*** Block opens ***

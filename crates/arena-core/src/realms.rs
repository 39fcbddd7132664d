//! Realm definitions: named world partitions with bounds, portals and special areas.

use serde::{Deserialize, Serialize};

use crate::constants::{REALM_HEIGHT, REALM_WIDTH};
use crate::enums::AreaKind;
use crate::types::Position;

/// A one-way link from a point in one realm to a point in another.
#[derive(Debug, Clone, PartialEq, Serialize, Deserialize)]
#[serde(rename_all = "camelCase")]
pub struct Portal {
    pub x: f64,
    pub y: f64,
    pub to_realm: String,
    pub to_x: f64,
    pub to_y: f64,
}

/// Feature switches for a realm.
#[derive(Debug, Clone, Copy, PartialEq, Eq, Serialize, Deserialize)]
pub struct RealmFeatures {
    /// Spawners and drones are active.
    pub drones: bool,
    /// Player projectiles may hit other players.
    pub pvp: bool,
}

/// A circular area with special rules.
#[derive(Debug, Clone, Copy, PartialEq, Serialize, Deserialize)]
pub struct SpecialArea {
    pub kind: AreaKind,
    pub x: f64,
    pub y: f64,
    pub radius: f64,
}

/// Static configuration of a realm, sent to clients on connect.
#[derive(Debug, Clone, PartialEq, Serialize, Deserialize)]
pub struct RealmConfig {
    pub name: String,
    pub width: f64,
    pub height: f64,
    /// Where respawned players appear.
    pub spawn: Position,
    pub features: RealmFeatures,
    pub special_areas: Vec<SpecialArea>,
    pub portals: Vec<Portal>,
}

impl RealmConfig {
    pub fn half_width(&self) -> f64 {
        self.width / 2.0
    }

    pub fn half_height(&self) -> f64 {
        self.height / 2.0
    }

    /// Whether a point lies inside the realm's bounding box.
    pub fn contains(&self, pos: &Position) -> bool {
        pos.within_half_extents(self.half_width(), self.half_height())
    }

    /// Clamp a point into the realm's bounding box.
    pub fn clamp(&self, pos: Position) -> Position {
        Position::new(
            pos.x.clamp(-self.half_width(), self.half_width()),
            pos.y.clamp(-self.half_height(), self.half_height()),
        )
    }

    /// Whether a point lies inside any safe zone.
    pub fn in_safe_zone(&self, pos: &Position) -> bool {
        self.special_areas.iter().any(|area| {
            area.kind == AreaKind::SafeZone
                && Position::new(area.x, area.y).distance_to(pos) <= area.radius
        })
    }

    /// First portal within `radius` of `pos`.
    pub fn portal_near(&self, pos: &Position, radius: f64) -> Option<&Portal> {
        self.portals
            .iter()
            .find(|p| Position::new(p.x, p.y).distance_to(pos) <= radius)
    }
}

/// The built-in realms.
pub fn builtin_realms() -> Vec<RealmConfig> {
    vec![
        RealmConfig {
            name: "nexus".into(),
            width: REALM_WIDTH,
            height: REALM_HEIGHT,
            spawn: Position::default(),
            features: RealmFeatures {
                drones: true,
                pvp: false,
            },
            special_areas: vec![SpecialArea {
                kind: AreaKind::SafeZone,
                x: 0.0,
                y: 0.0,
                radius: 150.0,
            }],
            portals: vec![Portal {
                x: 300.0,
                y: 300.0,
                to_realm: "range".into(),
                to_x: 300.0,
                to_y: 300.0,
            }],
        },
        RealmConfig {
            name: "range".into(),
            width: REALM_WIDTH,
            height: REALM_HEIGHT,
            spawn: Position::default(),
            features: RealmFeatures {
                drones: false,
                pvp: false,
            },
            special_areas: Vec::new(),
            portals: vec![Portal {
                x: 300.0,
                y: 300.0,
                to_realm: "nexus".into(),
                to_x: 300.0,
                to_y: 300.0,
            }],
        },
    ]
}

*** Block closes ***
*** Block opens ***

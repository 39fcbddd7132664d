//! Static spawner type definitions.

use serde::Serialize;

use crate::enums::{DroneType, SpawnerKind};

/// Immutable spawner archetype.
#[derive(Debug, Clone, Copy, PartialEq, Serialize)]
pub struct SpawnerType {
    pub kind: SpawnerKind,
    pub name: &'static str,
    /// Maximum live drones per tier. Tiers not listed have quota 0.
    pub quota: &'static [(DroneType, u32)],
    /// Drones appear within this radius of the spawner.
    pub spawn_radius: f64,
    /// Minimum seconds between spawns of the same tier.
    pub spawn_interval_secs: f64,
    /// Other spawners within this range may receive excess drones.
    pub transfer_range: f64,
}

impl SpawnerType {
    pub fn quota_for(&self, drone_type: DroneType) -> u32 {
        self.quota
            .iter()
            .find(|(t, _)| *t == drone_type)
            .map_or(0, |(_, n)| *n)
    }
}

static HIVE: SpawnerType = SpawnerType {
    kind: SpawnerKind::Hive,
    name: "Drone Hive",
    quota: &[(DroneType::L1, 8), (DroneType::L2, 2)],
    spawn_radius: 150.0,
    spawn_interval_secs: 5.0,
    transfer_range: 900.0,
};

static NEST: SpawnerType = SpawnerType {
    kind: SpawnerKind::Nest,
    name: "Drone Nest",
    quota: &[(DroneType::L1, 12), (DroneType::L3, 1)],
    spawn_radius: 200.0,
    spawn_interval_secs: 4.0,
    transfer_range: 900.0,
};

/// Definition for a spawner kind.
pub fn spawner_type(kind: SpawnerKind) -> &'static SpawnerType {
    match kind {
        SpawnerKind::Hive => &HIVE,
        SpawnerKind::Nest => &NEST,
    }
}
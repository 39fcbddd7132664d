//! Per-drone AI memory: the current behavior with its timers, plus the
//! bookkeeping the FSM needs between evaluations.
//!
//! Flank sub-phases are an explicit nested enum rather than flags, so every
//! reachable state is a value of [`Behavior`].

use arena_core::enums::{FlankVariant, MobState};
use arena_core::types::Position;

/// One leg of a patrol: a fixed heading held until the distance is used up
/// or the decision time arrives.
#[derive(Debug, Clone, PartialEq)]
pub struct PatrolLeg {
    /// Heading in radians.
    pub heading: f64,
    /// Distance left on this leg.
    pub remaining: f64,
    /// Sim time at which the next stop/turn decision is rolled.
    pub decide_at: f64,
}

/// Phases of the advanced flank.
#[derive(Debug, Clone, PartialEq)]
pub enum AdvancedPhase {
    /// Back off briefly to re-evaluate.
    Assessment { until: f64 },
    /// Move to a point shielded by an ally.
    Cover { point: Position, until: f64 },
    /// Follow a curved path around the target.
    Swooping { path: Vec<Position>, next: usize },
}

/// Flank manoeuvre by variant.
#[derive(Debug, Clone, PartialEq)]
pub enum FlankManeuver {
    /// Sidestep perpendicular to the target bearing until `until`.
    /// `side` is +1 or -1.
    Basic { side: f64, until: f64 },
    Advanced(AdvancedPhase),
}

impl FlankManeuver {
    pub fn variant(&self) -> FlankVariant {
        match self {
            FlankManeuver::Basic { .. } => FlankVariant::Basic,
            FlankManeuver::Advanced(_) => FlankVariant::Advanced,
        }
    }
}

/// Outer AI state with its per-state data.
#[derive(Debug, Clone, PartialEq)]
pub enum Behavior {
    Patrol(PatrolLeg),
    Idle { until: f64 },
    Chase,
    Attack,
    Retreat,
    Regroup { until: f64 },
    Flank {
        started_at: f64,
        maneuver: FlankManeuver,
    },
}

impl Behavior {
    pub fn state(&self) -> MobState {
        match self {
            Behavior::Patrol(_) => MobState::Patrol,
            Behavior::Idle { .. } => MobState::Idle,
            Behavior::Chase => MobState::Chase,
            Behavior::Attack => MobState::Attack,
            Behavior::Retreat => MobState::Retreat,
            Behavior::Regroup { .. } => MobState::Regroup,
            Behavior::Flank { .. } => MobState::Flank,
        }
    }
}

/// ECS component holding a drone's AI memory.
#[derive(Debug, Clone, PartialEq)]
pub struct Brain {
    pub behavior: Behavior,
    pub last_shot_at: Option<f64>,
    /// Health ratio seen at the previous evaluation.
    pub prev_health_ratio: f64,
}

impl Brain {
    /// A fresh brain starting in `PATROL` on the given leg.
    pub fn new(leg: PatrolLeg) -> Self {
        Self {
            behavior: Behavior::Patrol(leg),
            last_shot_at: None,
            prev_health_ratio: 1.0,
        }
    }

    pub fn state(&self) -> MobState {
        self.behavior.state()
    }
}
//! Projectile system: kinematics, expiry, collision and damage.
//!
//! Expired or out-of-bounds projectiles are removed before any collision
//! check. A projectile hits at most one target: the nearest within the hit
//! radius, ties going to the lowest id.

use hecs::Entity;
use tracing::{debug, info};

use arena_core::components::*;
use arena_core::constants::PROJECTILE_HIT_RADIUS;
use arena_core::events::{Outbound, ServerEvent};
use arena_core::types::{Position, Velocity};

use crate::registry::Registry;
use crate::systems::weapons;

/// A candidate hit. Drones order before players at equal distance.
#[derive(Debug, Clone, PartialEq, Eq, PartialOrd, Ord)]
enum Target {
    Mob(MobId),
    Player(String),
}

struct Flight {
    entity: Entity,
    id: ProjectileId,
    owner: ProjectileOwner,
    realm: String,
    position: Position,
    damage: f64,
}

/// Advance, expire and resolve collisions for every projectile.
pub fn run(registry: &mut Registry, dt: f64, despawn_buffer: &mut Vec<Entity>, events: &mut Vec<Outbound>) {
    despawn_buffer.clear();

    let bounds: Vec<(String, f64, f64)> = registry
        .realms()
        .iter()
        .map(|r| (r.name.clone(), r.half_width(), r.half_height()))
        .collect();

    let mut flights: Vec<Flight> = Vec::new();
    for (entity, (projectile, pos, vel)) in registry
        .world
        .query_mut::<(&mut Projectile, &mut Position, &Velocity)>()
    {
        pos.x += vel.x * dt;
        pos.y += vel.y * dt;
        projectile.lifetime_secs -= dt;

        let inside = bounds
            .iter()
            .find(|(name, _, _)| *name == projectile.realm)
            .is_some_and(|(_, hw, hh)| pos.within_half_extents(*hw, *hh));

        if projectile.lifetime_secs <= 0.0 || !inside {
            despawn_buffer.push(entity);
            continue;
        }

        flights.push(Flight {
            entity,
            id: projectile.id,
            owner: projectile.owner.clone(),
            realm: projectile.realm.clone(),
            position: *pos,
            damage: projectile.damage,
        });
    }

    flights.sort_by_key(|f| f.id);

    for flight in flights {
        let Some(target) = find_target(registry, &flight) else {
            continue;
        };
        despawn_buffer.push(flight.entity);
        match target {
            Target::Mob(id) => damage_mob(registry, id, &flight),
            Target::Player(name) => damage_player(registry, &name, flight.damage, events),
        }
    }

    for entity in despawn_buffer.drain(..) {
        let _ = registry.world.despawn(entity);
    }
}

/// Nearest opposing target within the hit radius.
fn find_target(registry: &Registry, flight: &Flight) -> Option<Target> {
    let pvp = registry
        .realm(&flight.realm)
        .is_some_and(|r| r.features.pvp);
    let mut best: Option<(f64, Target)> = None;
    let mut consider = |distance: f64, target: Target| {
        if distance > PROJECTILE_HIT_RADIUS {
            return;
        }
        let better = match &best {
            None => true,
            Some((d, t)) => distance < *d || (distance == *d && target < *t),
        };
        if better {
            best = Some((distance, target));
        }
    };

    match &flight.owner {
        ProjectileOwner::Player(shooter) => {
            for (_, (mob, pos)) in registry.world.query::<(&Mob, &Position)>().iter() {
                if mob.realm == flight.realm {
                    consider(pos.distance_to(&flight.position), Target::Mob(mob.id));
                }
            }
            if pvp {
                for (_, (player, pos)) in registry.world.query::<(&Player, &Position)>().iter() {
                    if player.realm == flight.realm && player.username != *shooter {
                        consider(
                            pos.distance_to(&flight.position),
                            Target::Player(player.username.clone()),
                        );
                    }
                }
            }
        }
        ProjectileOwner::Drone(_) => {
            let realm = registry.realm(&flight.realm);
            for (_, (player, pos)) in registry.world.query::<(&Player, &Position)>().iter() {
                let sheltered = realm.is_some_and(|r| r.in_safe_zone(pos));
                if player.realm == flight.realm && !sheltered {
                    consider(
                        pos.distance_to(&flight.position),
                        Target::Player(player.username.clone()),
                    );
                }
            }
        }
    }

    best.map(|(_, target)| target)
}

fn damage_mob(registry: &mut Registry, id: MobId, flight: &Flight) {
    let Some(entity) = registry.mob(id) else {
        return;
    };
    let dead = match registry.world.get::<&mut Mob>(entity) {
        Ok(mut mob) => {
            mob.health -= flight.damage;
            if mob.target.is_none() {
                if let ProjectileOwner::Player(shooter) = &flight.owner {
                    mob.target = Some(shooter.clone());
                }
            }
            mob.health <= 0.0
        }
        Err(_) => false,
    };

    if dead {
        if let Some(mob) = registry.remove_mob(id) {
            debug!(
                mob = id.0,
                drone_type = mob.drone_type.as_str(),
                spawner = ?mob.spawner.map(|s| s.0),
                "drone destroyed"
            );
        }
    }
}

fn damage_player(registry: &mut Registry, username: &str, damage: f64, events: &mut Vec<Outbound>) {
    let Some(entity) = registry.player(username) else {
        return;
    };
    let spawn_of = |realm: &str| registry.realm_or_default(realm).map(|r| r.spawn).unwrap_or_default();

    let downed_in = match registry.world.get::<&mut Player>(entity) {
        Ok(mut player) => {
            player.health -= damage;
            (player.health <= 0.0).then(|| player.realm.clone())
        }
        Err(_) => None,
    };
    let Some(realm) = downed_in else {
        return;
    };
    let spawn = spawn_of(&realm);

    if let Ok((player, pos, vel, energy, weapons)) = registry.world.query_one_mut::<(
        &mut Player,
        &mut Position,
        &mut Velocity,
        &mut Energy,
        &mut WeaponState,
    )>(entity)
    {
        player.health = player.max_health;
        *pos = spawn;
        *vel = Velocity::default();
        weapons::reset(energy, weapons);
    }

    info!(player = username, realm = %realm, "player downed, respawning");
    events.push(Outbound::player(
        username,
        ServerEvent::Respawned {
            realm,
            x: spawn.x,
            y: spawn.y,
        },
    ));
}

*** Block closes ***
*** Block opens ***

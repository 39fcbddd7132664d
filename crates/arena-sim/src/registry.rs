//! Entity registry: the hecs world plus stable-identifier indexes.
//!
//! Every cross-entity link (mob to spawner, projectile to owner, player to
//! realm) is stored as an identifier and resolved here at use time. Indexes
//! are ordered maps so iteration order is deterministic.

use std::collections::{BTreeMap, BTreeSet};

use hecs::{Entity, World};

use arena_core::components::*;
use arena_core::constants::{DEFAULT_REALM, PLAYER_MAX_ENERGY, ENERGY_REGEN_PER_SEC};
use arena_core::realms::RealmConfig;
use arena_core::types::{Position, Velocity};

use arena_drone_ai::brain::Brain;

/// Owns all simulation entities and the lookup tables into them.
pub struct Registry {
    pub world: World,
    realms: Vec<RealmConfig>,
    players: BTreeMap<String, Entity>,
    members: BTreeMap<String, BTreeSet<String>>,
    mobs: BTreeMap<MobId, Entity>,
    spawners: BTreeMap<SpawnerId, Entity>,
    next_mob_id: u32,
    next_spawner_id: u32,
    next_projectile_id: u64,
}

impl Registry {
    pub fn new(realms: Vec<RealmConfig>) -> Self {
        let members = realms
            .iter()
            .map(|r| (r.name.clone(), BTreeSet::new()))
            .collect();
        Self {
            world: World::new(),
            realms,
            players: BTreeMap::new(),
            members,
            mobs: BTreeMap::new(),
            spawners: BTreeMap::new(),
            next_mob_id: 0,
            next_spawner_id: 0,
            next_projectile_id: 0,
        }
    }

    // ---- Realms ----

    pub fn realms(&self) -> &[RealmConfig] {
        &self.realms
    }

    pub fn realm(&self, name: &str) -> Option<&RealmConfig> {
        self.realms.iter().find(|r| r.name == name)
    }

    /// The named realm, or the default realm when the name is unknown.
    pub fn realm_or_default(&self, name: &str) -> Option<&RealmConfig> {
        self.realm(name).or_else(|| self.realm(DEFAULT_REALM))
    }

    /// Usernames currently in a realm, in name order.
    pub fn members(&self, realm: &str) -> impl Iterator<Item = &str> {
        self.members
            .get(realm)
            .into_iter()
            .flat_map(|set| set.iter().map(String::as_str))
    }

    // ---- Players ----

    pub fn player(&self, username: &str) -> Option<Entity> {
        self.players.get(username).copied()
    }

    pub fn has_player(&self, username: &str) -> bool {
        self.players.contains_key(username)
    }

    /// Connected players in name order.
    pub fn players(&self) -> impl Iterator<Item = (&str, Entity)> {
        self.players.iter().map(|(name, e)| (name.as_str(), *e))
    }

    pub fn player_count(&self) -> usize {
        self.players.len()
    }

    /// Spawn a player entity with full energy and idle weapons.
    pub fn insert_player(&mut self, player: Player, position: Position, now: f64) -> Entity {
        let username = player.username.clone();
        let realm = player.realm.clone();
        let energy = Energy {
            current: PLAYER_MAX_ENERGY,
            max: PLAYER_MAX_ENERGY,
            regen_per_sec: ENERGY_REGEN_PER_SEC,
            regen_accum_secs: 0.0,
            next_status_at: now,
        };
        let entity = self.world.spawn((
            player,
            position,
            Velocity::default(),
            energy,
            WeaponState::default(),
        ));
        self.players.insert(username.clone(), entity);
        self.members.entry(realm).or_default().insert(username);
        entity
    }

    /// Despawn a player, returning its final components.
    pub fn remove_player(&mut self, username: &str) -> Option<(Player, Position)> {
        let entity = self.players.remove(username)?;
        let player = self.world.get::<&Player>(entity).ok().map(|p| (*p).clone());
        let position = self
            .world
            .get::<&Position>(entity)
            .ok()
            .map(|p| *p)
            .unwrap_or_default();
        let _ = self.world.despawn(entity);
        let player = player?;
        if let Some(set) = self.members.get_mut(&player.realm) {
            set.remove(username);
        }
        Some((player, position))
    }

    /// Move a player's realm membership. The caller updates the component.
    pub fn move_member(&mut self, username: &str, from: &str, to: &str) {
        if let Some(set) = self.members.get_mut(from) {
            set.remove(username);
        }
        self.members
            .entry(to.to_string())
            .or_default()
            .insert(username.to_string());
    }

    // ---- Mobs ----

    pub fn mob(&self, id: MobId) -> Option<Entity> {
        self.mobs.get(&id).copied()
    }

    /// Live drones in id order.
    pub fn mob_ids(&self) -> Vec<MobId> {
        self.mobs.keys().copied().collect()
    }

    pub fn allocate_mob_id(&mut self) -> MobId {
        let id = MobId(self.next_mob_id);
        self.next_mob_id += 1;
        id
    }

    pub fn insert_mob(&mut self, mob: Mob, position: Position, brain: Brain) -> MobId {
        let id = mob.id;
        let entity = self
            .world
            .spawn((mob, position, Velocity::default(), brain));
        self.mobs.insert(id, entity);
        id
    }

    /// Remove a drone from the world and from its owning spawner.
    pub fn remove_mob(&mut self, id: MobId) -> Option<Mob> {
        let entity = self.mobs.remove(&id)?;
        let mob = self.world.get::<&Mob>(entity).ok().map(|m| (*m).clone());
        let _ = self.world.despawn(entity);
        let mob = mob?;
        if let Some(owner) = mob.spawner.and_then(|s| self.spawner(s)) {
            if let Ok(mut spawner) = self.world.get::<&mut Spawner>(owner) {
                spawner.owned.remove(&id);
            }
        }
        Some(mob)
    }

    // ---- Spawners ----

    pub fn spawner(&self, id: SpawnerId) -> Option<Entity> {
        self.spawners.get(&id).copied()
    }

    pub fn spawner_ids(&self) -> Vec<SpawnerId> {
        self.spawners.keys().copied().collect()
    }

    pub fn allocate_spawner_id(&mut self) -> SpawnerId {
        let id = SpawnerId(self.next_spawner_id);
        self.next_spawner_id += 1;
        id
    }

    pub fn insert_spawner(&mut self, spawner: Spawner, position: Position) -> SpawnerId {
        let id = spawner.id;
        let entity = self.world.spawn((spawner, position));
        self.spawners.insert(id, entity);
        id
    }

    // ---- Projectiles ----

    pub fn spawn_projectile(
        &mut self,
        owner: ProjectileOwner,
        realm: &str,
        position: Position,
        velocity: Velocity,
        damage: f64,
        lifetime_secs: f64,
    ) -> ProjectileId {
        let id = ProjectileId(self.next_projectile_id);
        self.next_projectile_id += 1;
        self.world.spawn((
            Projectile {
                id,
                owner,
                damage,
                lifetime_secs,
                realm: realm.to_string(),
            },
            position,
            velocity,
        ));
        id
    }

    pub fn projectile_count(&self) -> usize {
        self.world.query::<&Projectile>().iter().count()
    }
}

*** Block closes ***

Only lines of the data holding the word "entry" go in the answer. Please copy each of them.

*ANSWER SPACE:*
        self.members.entry(realm).or_default().insert(username);
            .entry(to.to_string())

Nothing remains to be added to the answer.